◆ Required work ◆
Every line containing "ApparentAge" should be copied out. Go through the entries and find them.

◆ Raw data ◆
-=-=-=-=-
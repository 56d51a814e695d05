use serde::{Deserialize, Deserializer, Serialize};

/// Placeholder used when the model gives a region no description.
pub const DEFAULT_DESCRIPTION: &str = "Região analisada";

pub const DEFAULT_APPARENT_AGE: f64 = 35.0;
pub const DEFAULT_HARMONY: f64 = 85.0;

// ═══════════════════════════════════════════════════════════
// Grades and regions
// ═══════════════════════════════════════════════════════════

/// Single-letter quality rating for a region, A (best) to F (worst).
#[derive(Debug, Clone, Copy, PartialEq, Eq, Hash, Serialize, Deserialize)]
pub enum Grade {
    A,
    B,
    C,
    D,
    E,
    F,
}

impl Grade {
    pub const ALL: [Grade; 6] = [Grade::A, Grade::B, Grade::C, Grade::D, Grade::E, Grade::F];

    /// Accepts exactly one letter A-F in either case. Whitespace is not trimmed.
    pub fn parse(raw: &str) -> Option<Grade> {
        match raw.to_ascii_uppercase().as_str() {
            "A" => Some(Grade::A),
            "B" => Some(Grade::B),
            "C" => Some(Grade::C),
            "D" => Some(Grade::D),
            "E" => Some(Grade::E),
            "F" => Some(Grade::F),
            _ => None,
        }
    }

    pub fn as_str(&self) -> &'static str {
        match self {
            Grade::A => "A",
            Grade::B => "B",
            Grade::C => "C",
            Grade::D => "D",
            Grade::E => "E",
            Grade::F => "F",
        }
    }

    /// Letter grade derived from a numeric overall score.
    ///
    /// Used only when a region arrives without a score or description.
    pub fn from_overall_score(value: f64) -> Grade {
        if value >= 30.0 {
            Grade::A
        } else if value >= 15.0 {
            Grade::B
        } else if value >= 5.0 {
            Grade::C
        } else if value >= 0.0 {
            Grade::D
        } else if value >= -10.0 {
            Grade::E
        } else {
            Grade::F
        }
    }
}

impl std::fmt::Display for Grade {
    fn fmt(&self, f: &mut std::fmt::Formatter<'_>) -> std::fmt::Result {
        f.write_str(self.as_str())
    }
}

/// The three fixed anatomical analysis areas.
#[derive(Debug, Clone, Copy, PartialEq, Eq, Hash, Serialize, Deserialize)]
#[serde(rename_all = "snake_case")]
pub enum Region {
    Forehead,
    Nose,
    UnderEye,
}

impl Region {
    /// Report order.
    pub const ORDER: [Region; 3] = [Region::Forehead, Region::Nose, Region::UnderEye];

    pub fn key(&self) -> &'static str {
        match self {
            Region::Forehead => "forehead",
            Region::Nose => "nose",
            Region::UnderEye => "under_eye",
        }
    }
}

// ═══════════════════════════════════════════════════════════
// Per-region records
// ═══════════════════════════════════════════════════════════

/// Read-only view over one region's analysis, shared by the report renderer.
pub trait RegionAnalysis {
    fn region(&self) -> Region;
    /// Metrics the result actually carries, as `(key, value)` in display order.
    fn metrics(&self) -> Vec<(&'static str, f64)>;
    fn overall_score(&self) -> f64;
    fn grade(&self) -> Option<Grade>;
    fn description(&self) -> Option<&str>;
}

#[derive(Debug, Clone, PartialEq, Serialize, Deserialize)]
pub struct ForeheadAnalysis {
    #[serde(default, skip_serializing_if = "Option::is_none")]
    pub wrinkle_reduction: Option<f64>,
    #[serde(default, skip_serializing_if = "Option::is_none")]
    pub smoothness_improvement: Option<f64>,
    #[serde(default)]
    pub overall_score: f64,
    #[serde(default, deserialize_with = "lenient_grade", skip_serializing_if = "Option::is_none")]
    pub score: Option<Grade>,
    #[serde(default, deserialize_with = "lenient_description", skip_serializing_if = "Option::is_none")]
    pub description: Option<String>,
}

impl ForeheadAnalysis {
    pub fn new(
        wrinkle_reduction: f64,
        smoothness_improvement: f64,
        score: Grade,
        description: String,
    ) -> Self {
        Self {
            wrinkle_reduction: Some(wrinkle_reduction),
            smoothness_improvement: Some(smoothness_improvement),
            overall_score: wrinkle_reduction.max(smoothness_improvement),
            score: Some(score),
            description: Some(description),
        }
    }
}

impl RegionAnalysis for ForeheadAnalysis {
    fn region(&self) -> Region {
        Region::Forehead
    }

    fn metrics(&self) -> Vec<(&'static str, f64)> {
        present_metrics(&[
            ("wrinkle_reduction", self.wrinkle_reduction),
            ("smoothness_improvement", self.smoothness_improvement),
        ])
    }

    fn overall_score(&self) -> f64 {
        self.overall_score
    }

    fn grade(&self) -> Option<Grade> {
        self.score
    }

    fn description(&self) -> Option<&str> {
        self.description.as_deref()
    }
}

#[derive(Debug, Clone, PartialEq, Serialize, Deserialize)]
pub struct NoseAnalysis {
    #[serde(default, skip_serializing_if = "Option::is_none")]
    pub texture_improvement: Option<f64>,
    #[serde(default)]
    pub overall_score: f64,
    #[serde(default, deserialize_with = "lenient_grade", skip_serializing_if = "Option::is_none")]
    pub score: Option<Grade>,
    #[serde(default, deserialize_with = "lenient_description", skip_serializing_if = "Option::is_none")]
    pub description: Option<String>,
}

impl NoseAnalysis {
    pub fn new(texture_improvement: f64, score: Grade, description: String) -> Self {
        Self {
            texture_improvement: Some(texture_improvement),
            overall_score: texture_improvement,
            score: Some(score),
            description: Some(description),
        }
    }
}

impl RegionAnalysis for NoseAnalysis {
    fn region(&self) -> Region {
        Region::Nose
    }

    fn metrics(&self) -> Vec<(&'static str, f64)> {
        present_metrics(&[("texture_improvement", self.texture_improvement)])
    }

    fn overall_score(&self) -> f64 {
        self.overall_score
    }

    fn grade(&self) -> Option<Grade> {
        self.score
    }

    fn description(&self) -> Option<&str> {
        self.description.as_deref()
    }
}

#[derive(Debug, Clone, PartialEq, Serialize, Deserialize)]
pub struct UnderEyeAnalysis {
    #[serde(default, skip_serializing_if = "Option::is_none")]
    pub brightness_improvement: Option<f64>,
    #[serde(default, skip_serializing_if = "Option::is_none")]
    pub uniformity_improvement: Option<f64>,
    #[serde(default, skip_serializing_if = "Option::is_none")]
    pub texture_improvement: Option<f64>,
    #[serde(default)]
    pub overall_score: f64,
    #[serde(default, deserialize_with = "lenient_grade", skip_serializing_if = "Option::is_none")]
    pub score: Option<Grade>,
    #[serde(default, deserialize_with = "lenient_description", skip_serializing_if = "Option::is_none")]
    pub description: Option<String>,
}

impl UnderEyeAnalysis {
    pub fn new(
        brightness_improvement: f64,
        uniformity_improvement: f64,
        texture_improvement: f64,
        score: Grade,
        description: String,
    ) -> Self {
        let overall_score =
            (brightness_improvement + uniformity_improvement + texture_improvement) / 3.0;
        Self {
            brightness_improvement: Some(brightness_improvement),
            uniformity_improvement: Some(uniformity_improvement),
            texture_improvement: Some(texture_improvement),
            overall_score,
            score: Some(score),
            description: Some(description),
        }
    }
}

impl RegionAnalysis for UnderEyeAnalysis {
    fn region(&self) -> Region {
        Region::UnderEye
    }

    fn metrics(&self) -> Vec<(&'static str, f64)> {
        present_metrics(&[
            ("brightness_improvement", self.brightness_improvement),
            ("uniformity_improvement", self.uniformity_improvement),
            ("texture_improvement", self.texture_improvement),
        ])
    }

    fn overall_score(&self) -> f64 {
        self.overall_score
    }

    fn grade(&self) -> Option<Grade> {
        self.score
    }

    fn description(&self) -> Option<&str> {
        self.description.as_deref()
    }
}

/// Regions present in the model's reply. Absent regions stay `None` and are
/// omitted from the serialized form.
#[derive(Debug, Clone, Default, PartialEq, Serialize, Deserialize)]
pub struct AreaResults {
    #[serde(default, skip_serializing_if = "Option::is_none")]
    pub forehead: Option<ForeheadAnalysis>,
    #[serde(default, skip_serializing_if = "Option::is_none")]
    pub nose: Option<NoseAnalysis>,
    #[serde(default, skip_serializing_if = "Option::is_none")]
    pub under_eye: Option<UnderEyeAnalysis>,
}

impl AreaResults {
    pub fn get(&self, region: Region) -> Option<&dyn RegionAnalysis> {
        match region {
            Region::Forehead => self.forehead.as_ref().map(|a| a as &dyn RegionAnalysis),
            Region::Nose => self.nose.as_ref().map(|a| a as &dyn RegionAnalysis),
            Region::UnderEye => self.under_eye.as_ref().map(|a| a as &dyn RegionAnalysis),
        }
    }

    /// Present regions in report order.
    pub fn present(&self) -> Vec<&dyn RegionAnalysis> {
        Region::ORDER.iter().filter_map(|r| self.get(*r)).collect()
    }

    pub fn keys(&self) -> Vec<&'static str> {
        self.present().iter().map(|a| a.region().key()).collect()
    }
}

// ═══════════════════════════════════════════════════════════
// Global metrics
// ═══════════════════════════════════════════════════════════

#[derive(Debug, Clone, PartialEq, Serialize, Deserialize)]
#[serde(default)]
pub struct ApparentAge {
    pub after: f64,
    pub reduction: f64,
}

impl Default for ApparentAge {
    fn default() -> Self {
        Self {
            after: DEFAULT_APPARENT_AGE,
            reduction: 0.0,
        }
    }
}

/// Facial symmetry. `improvement` is a fixed placeholder and always 0.
#[derive(Debug, Clone, PartialEq, Serialize, Deserialize)]
#[serde(default)]
pub struct Symmetry {
    pub after: f64,
    pub improvement: f64,
}

impl Symmetry {
    pub fn new(after: f64) -> Self {
        Self {
            after,
            improvement: 0.0,
        }
    }
}

impl Default for Symmetry {
    fn default() -> Self {
        Self::new(DEFAULT_HARMONY)
    }
}

#[derive(Debug, Clone, Default, PartialEq, Serialize, Deserialize)]
pub struct GlobalMetrics {
    #[serde(default)]
    pub apparent_age: ApparentAge,
    #[serde(default)]
    pub symmetry: Symmetry,
}

/// Normalized analysis of one before/after pair. Built per request, never stored.
#[derive(Debug, Clone, Default, PartialEq, Serialize, Deserialize)]
pub struct AnalysisResult {
    #[serde(default)]
    pub areas: AreaResults,
    #[serde(default)]
    pub global: GlobalMetrics,
}

fn present_metrics(metrics: &[(&'static str, Option<f64>)]) -> Vec<(&'static str, f64)> {
    metrics
        .iter()
        .filter_map(|(key, value)| value.map(|v| (*key, v)))
        .collect()
}

/// Invalid or non-string grades deserialize to `None` instead of failing,
/// so the report fallback can take over.
fn lenient_grade<'de, D>(deserializer: D) -> Result<Option<Grade>, D::Error>
where
    D: Deserializer<'de>,
{
    let value = Option::<serde_json::Value>::deserialize(deserializer)?;
    Ok(value.as_ref().and_then(|v| v.as_str()).and_then(Grade::parse))
}

/// Blank or non-string descriptions count as missing.
fn lenient_description<'de, D>(deserializer: D) -> Result<Option<String>, D::Error>
where
    D: Deserializer<'de>,
{
    let value = Option::<serde_json::Value>::deserialize(deserializer)?;
    Ok(value
        .as_ref()
        .and_then(|v| v.as_str())
        .filter(|d| !d.trim().is_empty())
        .map(str::to_string))
}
-=-=-=-=-
◆ Answer ◆
pub struct ApparentAge {
impl Default for ApparentAge {
    pub apparent_age: ApparentAge,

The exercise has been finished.